> [Records supplied]

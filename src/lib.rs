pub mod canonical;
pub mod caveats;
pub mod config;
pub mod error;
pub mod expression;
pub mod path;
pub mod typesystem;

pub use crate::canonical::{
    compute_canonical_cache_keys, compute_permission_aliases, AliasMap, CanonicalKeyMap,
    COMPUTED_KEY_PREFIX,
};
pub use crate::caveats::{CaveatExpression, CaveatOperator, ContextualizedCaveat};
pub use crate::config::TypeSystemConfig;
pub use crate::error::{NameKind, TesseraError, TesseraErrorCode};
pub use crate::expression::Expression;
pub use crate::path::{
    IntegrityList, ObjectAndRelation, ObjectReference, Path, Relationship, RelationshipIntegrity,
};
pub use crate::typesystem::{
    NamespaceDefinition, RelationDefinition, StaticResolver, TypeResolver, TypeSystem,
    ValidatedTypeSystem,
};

...

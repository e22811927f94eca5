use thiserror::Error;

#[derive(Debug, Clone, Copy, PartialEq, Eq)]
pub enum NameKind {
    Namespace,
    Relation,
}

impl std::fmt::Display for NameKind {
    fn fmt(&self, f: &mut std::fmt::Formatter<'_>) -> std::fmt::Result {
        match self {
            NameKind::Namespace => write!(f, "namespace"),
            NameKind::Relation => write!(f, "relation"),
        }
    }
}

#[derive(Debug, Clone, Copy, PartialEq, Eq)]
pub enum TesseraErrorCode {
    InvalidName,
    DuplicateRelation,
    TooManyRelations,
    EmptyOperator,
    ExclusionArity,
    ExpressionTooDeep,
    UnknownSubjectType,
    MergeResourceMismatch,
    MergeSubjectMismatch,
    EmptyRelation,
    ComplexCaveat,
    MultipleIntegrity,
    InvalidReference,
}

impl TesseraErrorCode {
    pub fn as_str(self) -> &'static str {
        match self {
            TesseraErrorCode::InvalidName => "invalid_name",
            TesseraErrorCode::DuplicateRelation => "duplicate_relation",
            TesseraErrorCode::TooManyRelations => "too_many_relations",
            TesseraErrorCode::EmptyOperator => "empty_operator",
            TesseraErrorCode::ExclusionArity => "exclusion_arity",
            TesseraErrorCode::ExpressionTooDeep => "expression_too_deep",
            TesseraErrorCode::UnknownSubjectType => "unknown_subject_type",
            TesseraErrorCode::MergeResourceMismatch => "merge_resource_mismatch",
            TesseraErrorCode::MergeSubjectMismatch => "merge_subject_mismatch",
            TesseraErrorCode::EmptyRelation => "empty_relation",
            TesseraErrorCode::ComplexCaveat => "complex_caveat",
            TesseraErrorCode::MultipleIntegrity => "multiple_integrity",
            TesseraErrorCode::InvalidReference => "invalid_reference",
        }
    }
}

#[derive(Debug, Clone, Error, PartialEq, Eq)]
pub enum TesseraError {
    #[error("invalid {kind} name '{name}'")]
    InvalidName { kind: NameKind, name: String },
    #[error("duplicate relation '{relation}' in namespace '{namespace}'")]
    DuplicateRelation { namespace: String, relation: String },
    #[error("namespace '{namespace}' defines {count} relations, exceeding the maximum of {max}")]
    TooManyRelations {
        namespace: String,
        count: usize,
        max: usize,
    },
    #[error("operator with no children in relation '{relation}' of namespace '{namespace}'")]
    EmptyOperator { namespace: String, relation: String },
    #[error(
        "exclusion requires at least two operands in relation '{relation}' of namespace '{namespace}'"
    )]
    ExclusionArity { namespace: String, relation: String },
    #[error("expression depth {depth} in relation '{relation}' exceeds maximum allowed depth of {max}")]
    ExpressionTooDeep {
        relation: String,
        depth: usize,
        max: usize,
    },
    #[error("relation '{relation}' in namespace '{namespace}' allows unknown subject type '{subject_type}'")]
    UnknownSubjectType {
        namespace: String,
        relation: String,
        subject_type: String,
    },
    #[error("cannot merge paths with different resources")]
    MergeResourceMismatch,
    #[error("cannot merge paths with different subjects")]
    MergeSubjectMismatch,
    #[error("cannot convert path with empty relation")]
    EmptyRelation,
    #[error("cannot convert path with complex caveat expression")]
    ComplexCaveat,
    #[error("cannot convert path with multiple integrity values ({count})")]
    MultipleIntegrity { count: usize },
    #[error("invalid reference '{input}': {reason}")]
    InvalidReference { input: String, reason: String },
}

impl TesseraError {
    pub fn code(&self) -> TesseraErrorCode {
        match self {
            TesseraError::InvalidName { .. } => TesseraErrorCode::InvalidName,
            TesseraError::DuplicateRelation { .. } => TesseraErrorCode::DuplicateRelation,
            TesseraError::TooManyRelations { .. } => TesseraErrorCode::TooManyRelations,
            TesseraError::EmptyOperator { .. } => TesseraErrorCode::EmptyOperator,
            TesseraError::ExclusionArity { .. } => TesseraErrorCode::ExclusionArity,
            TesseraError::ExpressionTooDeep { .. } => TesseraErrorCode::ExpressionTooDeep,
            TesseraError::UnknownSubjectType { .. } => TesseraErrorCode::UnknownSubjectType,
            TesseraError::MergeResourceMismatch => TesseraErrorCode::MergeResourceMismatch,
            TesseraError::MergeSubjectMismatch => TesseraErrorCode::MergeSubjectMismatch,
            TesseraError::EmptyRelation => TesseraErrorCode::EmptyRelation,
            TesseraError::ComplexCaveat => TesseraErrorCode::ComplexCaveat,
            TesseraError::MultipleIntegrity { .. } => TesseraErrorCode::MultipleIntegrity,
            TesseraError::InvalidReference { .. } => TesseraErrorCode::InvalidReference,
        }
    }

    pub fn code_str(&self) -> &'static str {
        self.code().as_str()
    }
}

--

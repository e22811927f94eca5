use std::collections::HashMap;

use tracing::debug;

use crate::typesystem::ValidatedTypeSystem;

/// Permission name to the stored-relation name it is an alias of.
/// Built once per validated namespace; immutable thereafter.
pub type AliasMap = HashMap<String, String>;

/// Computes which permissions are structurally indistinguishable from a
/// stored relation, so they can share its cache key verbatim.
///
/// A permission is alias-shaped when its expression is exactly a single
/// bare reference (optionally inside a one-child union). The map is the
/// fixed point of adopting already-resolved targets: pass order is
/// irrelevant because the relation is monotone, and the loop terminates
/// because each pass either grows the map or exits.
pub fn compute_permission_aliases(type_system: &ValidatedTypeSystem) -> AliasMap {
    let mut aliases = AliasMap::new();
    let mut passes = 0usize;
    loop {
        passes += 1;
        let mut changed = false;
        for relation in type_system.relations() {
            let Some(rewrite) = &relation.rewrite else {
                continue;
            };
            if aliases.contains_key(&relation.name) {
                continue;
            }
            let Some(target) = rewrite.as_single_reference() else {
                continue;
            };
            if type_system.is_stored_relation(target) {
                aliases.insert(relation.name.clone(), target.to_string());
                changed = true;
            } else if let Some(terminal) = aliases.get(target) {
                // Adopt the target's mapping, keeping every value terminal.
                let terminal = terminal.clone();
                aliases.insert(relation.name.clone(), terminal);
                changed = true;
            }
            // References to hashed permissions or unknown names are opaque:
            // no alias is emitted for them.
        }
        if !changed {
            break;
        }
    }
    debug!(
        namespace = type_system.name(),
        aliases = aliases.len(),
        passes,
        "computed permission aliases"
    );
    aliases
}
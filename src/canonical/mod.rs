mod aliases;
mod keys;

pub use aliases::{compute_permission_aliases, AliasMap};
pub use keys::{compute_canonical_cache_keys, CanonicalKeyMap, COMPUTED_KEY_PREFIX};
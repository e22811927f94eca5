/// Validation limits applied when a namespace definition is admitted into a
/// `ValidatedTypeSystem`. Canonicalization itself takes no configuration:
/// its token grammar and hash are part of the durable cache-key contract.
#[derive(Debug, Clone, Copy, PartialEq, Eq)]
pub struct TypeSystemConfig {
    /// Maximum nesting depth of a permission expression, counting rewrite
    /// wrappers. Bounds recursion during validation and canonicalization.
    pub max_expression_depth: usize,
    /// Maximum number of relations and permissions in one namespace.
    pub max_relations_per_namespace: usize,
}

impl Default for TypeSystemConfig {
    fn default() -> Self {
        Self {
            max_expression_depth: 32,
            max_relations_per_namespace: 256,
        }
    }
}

> [What needs to be done] Please give the number of lines in the entries above that hold "Some", with no other text.

> [Output for this task] 3